Extraordinary claims require extraordinary evidence – Carl Sagan
When we’re talking about discretionary strategies though, the picture is very different. The quote above still applies, but in this case a track-record offers much less information and it could very well be misleading. How is that possible, you ask ? Because the results are highly dependent on how the individual traders apply the strategy; even if we have two equally experienced traders using the same strategy, if one misses a few good setups a year – for various reasons (holiday, other arrangements and so on) – their performance will differ markedly. The beginning trader could easily get frustrated and quit, or start jumping from one strategy to another when he doesn’t match the kind of performance he was lead to expect (even if only subconsciously) by seeing the track-record.
This brings us back to where we started: how can we tell apart the real traders from the charlatans ? If you lack any trading experience and you’re unable to assess the logic behind one strategy or another, I think the best way is to check the person out to see how genuine he or she is. The more inconsistencies, shady practices and unsubstantiated claims you find on their website or marketing materials, the higher the chance is that you’re dealing with an impostor.

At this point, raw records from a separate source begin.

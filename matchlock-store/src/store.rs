//! Content-addressed layer store with strict refcounting.
//!
//! Blobs are immutable files named by digest (`/`→`_`, `:`→`-`) plus the
//! fs_type suffix; two layers with the same `(digest, fs_type)` share one
//! blob. Catalog writes are transactional; blob pruning runs outside the
//! transaction and never touches a blob that is referenced or pinned.

use std::collections::HashSet;
use std::fs;
use std::io::Write;
use std::path::{Path, PathBuf};

use crate::catalog::Catalog;
use crate::{
    BuildResult, Error, FsType, ImageConfig, ImageMeta, ImageSource, LayerRef, Result, Scope,
};

const BLOBS_DIR: &str = "blobs";
const DB_FILE: &str = "metadata.db";

/// Row metadata accompanying a [`LayerStore::save`].
#[derive(Debug, Clone, Default)]
#[non_exhaustive]
pub struct SaveMeta {
    /// Manifest digest.
    pub digest: String,
    /// Row provenance.
    pub source: Option<ImageSource>,
    /// OCI execution defaults.
    pub config: Option<ImageConfig>,
    /// Preferred runtime lower path (pins the blob against GC).
    pub rootfs_path: Option<PathBuf>,
}

/// Aggregate numbers for one scope.
#[derive(Debug, Clone, Copy, Default, PartialEq, Eq)]
#[non_exhaustive]
pub struct StoreStats {
    /// Number of image rows.
    pub images: u64,
    /// Stored bytes across their layers.
    pub bytes: u64,
}

/// Content-addressed blob cache plus metadata catalog.
#[derive(Debug)]
pub struct LayerStore {
    root: PathBuf,
    catalog: Catalog,
}

impl LayerStore {
    /// Opens (or creates) the store under `root` (the `images/` cache dir).
    pub fn open(root: impl Into<PathBuf>) -> Result<Self> {
        let root = root.into();
        fs::create_dir_all(root.join(BLOBS_DIR))?;
        let catalog = Catalog::open(&root.join(DB_FILE))?;
        Ok(Self { root, catalog })
    }

    /// Canonical path for a blob.
    pub fn blob_path(&self, digest: &str, fs_type: FsType) -> PathBuf {
        let name = digest.replace('/', "_").replace(':', "-");
        self.root
            .join(BLOBS_DIR)
            .join(format!("{name}.{}", fs_type.as_str()))
    }

    /// Staging path for a blob being materialised (same directory, so the
    /// final rename is atomic).
    pub fn blob_staging_path(&self, digest: &str, fs_type: FsType) -> PathBuf {
        let mut path = self.blob_path(digest, fs_type).into_os_string();
        path.push(".tmp");
        PathBuf::from(path)
    }

    /// Whether a usable (non-empty) blob exists.
    pub fn has_blob(&self, digest: &str, fs_type: FsType) -> bool {
        blob_usable(&self.blob_path(digest, fs_type))
    }

    /// Upserts a tag's ordered layer list.
    ///
    /// Layers whose path lies outside the store are copied in; the catalog
    /// write (image row, layer rows, refcount rebuild) is one transaction;
    /// unreferenced blobs are pruned after commit.
    pub fn save(
        &self,
        scope: Scope,
        tag: &str,
        layers: &[LayerRef],
        meta: &SaveMeta,
    ) -> Result<()> {
        let mut normalized = Vec::with_capacity(layers.len());
        for layer in layers {
            let canonical = self.blob_path(&layer.digest, layer.fs_type);
            if layer.path != canonical && !blob_usable(&canonical) {
                copy_in(&layer.path, &canonical, &self.blob_staging_path(&layer.digest, layer.fs_type))?;
            }
            let size = fs::metadata(&canonical).map(|m| m.len()).unwrap_or(layer.size);
            normalized.push(LayerRef {
                digest: layer.digest.clone(),
                fs_type: layer.fs_type,
                size,
                path: canonical,
            });
        }

        let source = meta.source.unwrap_or(ImageSource::Tag);
        self.catalog.save_image(
            scope,
            tag,
            &meta.digest,
            source,
            meta.config.as_ref(),
            meta.rootfs_path.as_deref(),
            &normalized,
        )?;
        self.gc()
    }

    /// Loads a tag as a [`BuildResult`] with `cached = true`.
    ///
    /// A missing or zero-size blob means the image is unusable and reports
    /// not-found, even though the catalog row exists.
    pub fn get(&self, scope: Scope, tag: &str) -> Result<BuildResult> {
        let row = self
            .catalog
            .get_image(scope, tag)?
            .ok_or_else(|| Error::NotFound(tag.to_owned()))?;

        for layer in &row.layers {
            if !blob_usable(&layer.path) {
                return Err(Error::NotFound(format!(
                    "{tag}: blob {} missing or corrupt",
                    layer.digest
                )));
            }
        }

        let rootfs_path = match row.rootfs_path {
            Some(ref pinned) if blob_usable(pinned) => pinned.clone(),
            _ => row
                .layers
                .last()
                .map(|l| l.path.clone())
                .ok_or_else(|| Error::NotFound(format!("{tag}: image has no layers")))?,
        };

        Ok(BuildResult {
            digest: row.meta.digest,
            size: row.meta.size,
            layers: row.layers,
            cached: true,
            rootfs_path,
            config: row.config,
        })
    }

    /// Removes a tag: catalog rows go atomically, refcounts resync, then
    /// orphaned blobs are pruned.
    pub fn remove(&self, scope: Scope, tag: &str) -> Result<()> {
        if !self.catalog.remove_image(scope, tag)? {
            return Err(Error::NotFound(tag.to_owned()));
        }
        self.gc()
    }

    /// Lists images in a scope, newest first.
    pub fn list(&self, scope: Scope) -> Result<Vec<ImageMeta>> {
        self.catalog.list_images(scope)
    }

    /// Refcount for one blob identity.
    pub fn ref_count(&self, digest: &str, fs_type: FsType) -> Result<u64> {
        self.catalog.ref_count(digest, fs_type)
    }

    /// Image count and bytes for a scope.
    pub fn stats(&self, scope: Scope) -> Result<StoreStats> {
        let (images, bytes) = self.catalog.stats(scope)?;
        Ok(StoreStats { images, bytes })
    }

    /// Deletes every blob file that is neither referenced with a positive
    /// count nor pinned as some image's runtime lower path.
    pub fn gc(&self) -> Result<()> {
        let mut live: HashSet<PathBuf> = self
            .catalog
            .live_refs()?
            .into_iter()
            .map(|(digest, fs_type)| self.blob_path(&digest, fs_type))
            .collect();
        live.extend(self.catalog.pinned_paths()?);

        for entry in fs::read_dir(self.root.join(BLOBS_DIR))? {
            let path = entry?.path();
            if !path.is_file() || live.contains(&path) {
                continue;
            }
            tracing::debug!(blob = %path.display(), "pruning unreferenced blob");
            fs::remove_file(&path)?;
        }
        Ok(())
    }
}

/// A blob is usable when it exists with a non-zero size; zero-size files are
/// interrupted materialisations and count as missing.
fn blob_usable(path: &Path) -> bool {
    fs::metadata(path).map(|m| m.is_file() && m.len() > 0).unwrap_or(false)
}

/// Copies an external blob into the store via staging + rename.
fn copy_in(src: &Path, dst: &Path, staging: &Path) -> Result<()> {
    let mut reader = fs::File::open(src)?;
    let mut writer = fs::File::create(staging)?;
    std::io::copy(&mut reader, &mut writer)?;
    writer.flush()?;
    writer.sync_all()?;
    drop(writer);
    fs::rename(staging, dst)?;
    Ok(())
}

#[cfg(test)]
#[allow(clippy::unwrap_used)]
mod tests {
    use super::*;

    struct Fixture {
        _dir: tempfile::TempDir,
        store: LayerStore,
        src_dir: PathBuf,
    }

    fn fixture() -> Fixture {
        let dir = tempfile::tempdir().unwrap();
        let store = LayerStore::open(dir.path().join("images")).unwrap();
        let src_dir = dir.path().join("src");
        fs::create_dir_all(&src_dir).unwrap();
        Fixture {
            store,
            src_dir,
            _dir: dir,
        }
    }

    fn fake_layer(fx: &Fixture, digest: &str, content: &[u8]) -> LayerRef {
        let path = fx.src_dir.join(digest.replace(':', "-"));
        fs::write(&path, content).unwrap();
        LayerRef {
            digest: digest.to_owned(),
            fs_type: FsType::Erofs,
            size: content.len() as u64,
            path,
        }
    }

    fn meta(digest: &str) -> SaveMeta {
        SaveMeta {
            digest: digest.to_owned(),
            source: Some(ImageSource::Tag),
            config: None,
            rootfs_path: None,
        }
    }

    #[test]
    fn save_get_roundtrip_preserves_order() {
        let fx = fixture();
        let layers = vec![
            fake_layer(&fx, "sha256:aaa", b"layer a"),
            fake_layer(&fx, "sha256:bbb", b"layer bb"),
        ];
        fx.store
            .save(Scope::Local, "app:v1", &layers, &meta("sha256:manifest"))
            .unwrap();

        let result = fx.store.get(Scope::Local, "app:v1").unwrap();
        assert!(result.cached);
        assert_eq!(result.digest, "sha256:manifest");
        assert_eq!(result.layers.len(), 2);
        assert_eq!(result.layers[0].digest, "sha256:aaa");
        assert_eq!(result.layers[1].digest, "sha256:bbb");
        // Blobs were copied into the store.
        assert!(result.layers.iter().all(|l| l.path.starts_with(
            fx.store.blob_path("x", FsType::Erofs).parent().unwrap()
        )));
        // No pin: runtime lower is the last layer.
        assert_eq!(result.rootfs_path, result.layers[1].path);
        // Refcounts match the layer table.
        assert_eq!(fx.store.ref_count("sha256:aaa", FsType::Erofs).unwrap(), 1);
        assert_eq!(fx.store.ref_count("sha256:bbb", FsType::Erofs).unwrap(), 1);
    }

    #[test]
    fn remove_deletes_unreferenced_blobs() {
        let fx = fixture();
        let layers = vec![
            fake_layer(&fx, "sha256:aaa", b"a"),
            fake_layer(&fx, "sha256:bbb", b"b"),
        ];
        fx.store
            .save(Scope::Local, "app:v1", &layers, &meta("sha256:m"))
            .unwrap();
        let blob_a = fx.store.blob_path("sha256:aaa", FsType::Erofs);
        assert!(blob_a.exists());

        fx.store.remove(Scope::Local, "app:v1").unwrap();
        assert!(!blob_a.exists());
        assert!(!fx.store.blob_path("sha256:bbb", FsType::Erofs).exists());
        assert!(fx.store.list(Scope::Local).unwrap().is_empty());
        assert!(matches!(
            fx.store.get(Scope::Local, "app:v1"),
            Err(Error::NotFound(_))
        ));
    }

    #[test]
    fn shared_layer_survives_sibling_removal() {
        let fx = fixture();
        let shared = fake_layer(&fx, "sha256:shared", b"common base");
        let only1 = fake_layer(&fx, "sha256:one", b"one");
        let only2 = fake_layer(&fx, "sha256:two", b"two");

        fx.store
            .save(
                Scope::Local,
                "app1",
                &[shared.clone(), only1],
                &meta("sha256:m1"),
            )
            .unwrap();
        fx.store
            .save(
                Scope::Local,
                "app2",
                &[shared.clone(), only2],
                &meta("sha256:m2"),
            )
            .unwrap();
        assert_eq!(
            fx.store.ref_count("sha256:shared", FsType::Erofs).unwrap(),
            2
        );

        fx.store.remove(Scope::Local, "app1").unwrap();
        assert!(fx.store.blob_path("sha256:shared", FsType::Erofs).exists());
        assert!(!fx.store.blob_path("sha256:one", FsType::Erofs).exists());
        assert_eq!(
            fx.store.ref_count("sha256:shared", FsType::Erofs).unwrap(),
            1
        );
        assert!(fx.store.get(Scope::Local, "app2").is_ok());
    }

    #[test]
    fn identical_resave_is_a_blob_noop() {
        let fx = fixture();
        let layers = vec![fake_layer(&fx, "sha256:aaa", b"stable")];
        fx.store
            .save(Scope::Local, "app", &layers, &meta("sha256:m"))
            .unwrap();
        let blob = fx.store.blob_path("sha256:aaa", FsType::Erofs);
        let mtime = fs::metadata(&blob).unwrap().modified().unwrap();

        fx.store
            .save(Scope::Local, "app", &layers, &meta("sha256:m"))
            .unwrap();
        assert_eq!(fs::metadata(&blob).unwrap().modified().unwrap(), mtime);
        assert_eq!(fx.store.ref_count("sha256:aaa", FsType::Erofs).unwrap(), 1);
    }

    #[test]
    fn pinned_rootfs_survives_gc_and_wins_over_last_layer() {
        let fx = fixture();
        let layers = vec![fake_layer(&fx, "sha256:aaa", b"layer")];
        // Materialise a squashed blob directly in the store and pin it.
        let squash = fx.store.blob_path("sha256:squash", FsType::Erofs);
        fs::write(&squash, b"squashed tree").unwrap();

        let mut m = meta("sha256:m");
        m.rootfs_path = Some(squash.clone());
        fx.store.save(Scope::Local, "app", &layers, &m).unwrap();

        // The squash blob has no layer_refs row, but the pin protects it.
        assert!(squash.exists());
        let result = fx.store.get(Scope::Local, "app").unwrap();
        assert_eq!(result.rootfs_path, squash);

        fx.store.remove(Scope::Local, "app").unwrap();
        assert!(!squash.exists());
    }

    #[test]
    fn zero_size_blob_reports_not_found() {
        let fx = fixture();
        let layers = vec![fake_layer(&fx, "sha256:aaa", b"real")];
        fx.store
            .save(Scope::Local, "app", &layers, &meta("sha256:m"))
            .unwrap();
        // Corrupt the blob.
        fs::write(fx.store.blob_path("sha256:aaa", FsType::Erofs), b"").unwrap();
        assert!(matches!(
            fx.store.get(Scope::Local, "app"),
            Err(Error::NotFound(_))
        ));
    }

    #[test]
    fn scopes_are_disjoint() {
        let fx = fixture();
        let layers = vec![fake_layer(&fx, "sha256:aaa", b"x")];
        fx.store
            .save(Scope::Registry, "docker.io/library/alpine:latest", &layers, &meta("sha256:m"))
            .unwrap();
        assert!(fx.store.list(Scope::Local).unwrap().is_empty());
        assert_eq!(fx.store.list(Scope::Registry).unwrap().len(), 1);
        assert!(matches!(
            fx.store.get(Scope::Local, "docker.io/library/alpine:latest"),
            Err(Error::NotFound(_))
        ));
    }

    #[test]
    fn stats_track_scope_totals() {
        let fx = fixture();
        let layers = vec![fake_layer(&fx, "sha256:aaa", b"12345")];
        fx.store
            .save(Scope::Local, "app", &layers, &meta("sha256:m"))
            .unwrap();
        let stats = fx.store.stats(Scope::Local).unwrap();
        assert_eq!(stats.images, 1);
        assert_eq!(stats.bytes, 5);
    }
}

One shady practice that’s not mentioned very often is what I call ‘the live trade setup gimmick’. You most probably have seen videos with charts that have the Buy or Sell levels marked and now the price is far away from the entry level and the trade is profitable. Below is an example:
Purportedly this shows us how well the strategy works in ‘live’ conditions. We’re lead to believe that this is not some textbook example, but a ‘live’ setup with real money. The reality is totally different though. Firstly, it’s all being presented after the fact, so the word ‘live’ used to describe it is a misnomer. Secondly we have no way of knowing if the account used for this trade is a real money or a demo account. For all we know, one could open several random trades on a demo account, and if one of them turns out profitable, it is then used to make a video of a ‘live setup’. This sleight of hand might impress a gullible person, but casts serious doubts on the educator’s character.
To conclude: the track-record might be used as a filter in some cases, but a person’s integrity is the most important thing to watch for in this business. As the old saying goes: ‘An honest man’s word is as good as his bond’.